Paul Jackson has posted on a decision by an Alabama trial court involving the so-called New York trust theory that we have discussed at some length on this blog. Given how banks have been taking it on the chin ever since the robo-signing scandal broke, I suppose I’d be inclined to gloat a little, as Jackson does, in response to a verdict in favor of a bank; bank PR has been a particularly tough assignment these past few months.
But Jackson tries to treat this particular lower court decision as an important precedent, when this is anything but. In addition, Jackson evidently is not familiar the normal process of getting new legal arguments accepted in court, or of how decisions in one court are viewed in another. Finally, as I will touch on here and discuss at greater length next week, there are good reasons why it is unlikely courts in other states (or even Federal bankruptcy courts in Alabama) will look to this decision as a precedent.
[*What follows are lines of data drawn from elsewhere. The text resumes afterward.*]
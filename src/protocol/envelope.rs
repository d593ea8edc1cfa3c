//! The outer message envelope.
//!
//! Every frame decodes into `{ payload_type, payload, client_msg_id? }`.
//! Unknown payload types decode successfully with the tag preserved so the
//! dispatcher can still route them; only structurally malformed bytes raise
//! a decode error.

use bytes::Bytes;
use prost::Message;

use crate::error::Result;

/// The framed protobuf envelope.
#[derive(Clone, PartialEq, Message)]
pub struct Envelope {
    /// Numeric tag identifying the payload body
    #[prost(uint32, tag = "1")]
    pub payload_type: u32,
    /// Opaque serialized payload
    #[prost(bytes = "bytes", tag = "2")]
    pub payload: Bytes,
    /// Correlation token echoed by the server on the matching response
    #[prost(string, optional, tag = "3")]
    pub client_msg_id: Option<String>,
}

impl Envelope {
    pub fn new(payload_type: u32, payload: Bytes) -> Self {
        Self {
            payload_type,
            payload,
            client_msg_id: None,
        }
    }

    pub fn with_correlation(payload_type: u32, payload: Bytes, client_msg_id: String) -> Self {
        Self {
            payload_type,
            payload,
            client_msg_id: Some(client_msg_id),
        }
    }
}

/// Serializes an envelope into the bytes that go inside a frame.
pub fn encode(envelope: &Envelope) -> Bytes {
    let mut buf = Vec::with_capacity(envelope.encoded_len());
    envelope
        .encode(&mut buf)
        .expect("Vec<u8> writes are infallible");
    Bytes::from(buf)
}

/// Parses the bytes of one frame into an envelope.
pub fn decode(bytes: &[u8]) -> Result<Envelope> {
    Ok(Envelope::decode(bytes)?)
}

#[cfg(test)]
mod tests {
    use super::*;

    #[test]
    fn test_roundtrip() {
        let envelope = Envelope::with_correlation(
            2100,
            Bytes::from_static(b"\x01\x02\x03"),
            "abc".to_string(),
        );
        let decoded = decode(&encode(&envelope)).unwrap();
        assert_eq!(decoded, envelope);
    }

    #[test]
    fn test_roundtrip_without_correlation() {
        let envelope = Envelope::new(51, Bytes::new());
        let decoded = decode(&encode(&envelope)).unwrap();
        assert_eq!(decoded, envelope);
        assert!(decoded.client_msg_id.is_none());
    }

    #[test]
    fn test_unknown_payload_type_is_preserved() {
        let envelope = Envelope::new(999_999, Bytes::from_static(b"opaque"));
        let decoded = decode(&encode(&envelope)).unwrap();
        assert_eq!(decoded.payload_type, 999_999);
        assert_eq!(&decoded.payload[..], b"opaque");
    }

    #[test]
    fn test_malformed_bytes_fail() {
        // A field header promising more bytes than exist
        assert!(decode(&[0x0a, 0xff]).is_err());
    }
}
Because Alabama is widely known to have an anti-consumer state court, a decision in favor of the borrower would be seen as far more surprising, hence noteworthy, than a decision in favor of the bank. Alabama used to be a state where juries in class action suits would give mind-numbing awards to plaintiffs. As a consequence, big corporations have labored mightily and successfully in repopulating the judiciary with more pro-business jurists. I’m told it has the most costly Supreme Court elections in the US. If nothing else, they are considerably more expensive to win than the gubernatorial election.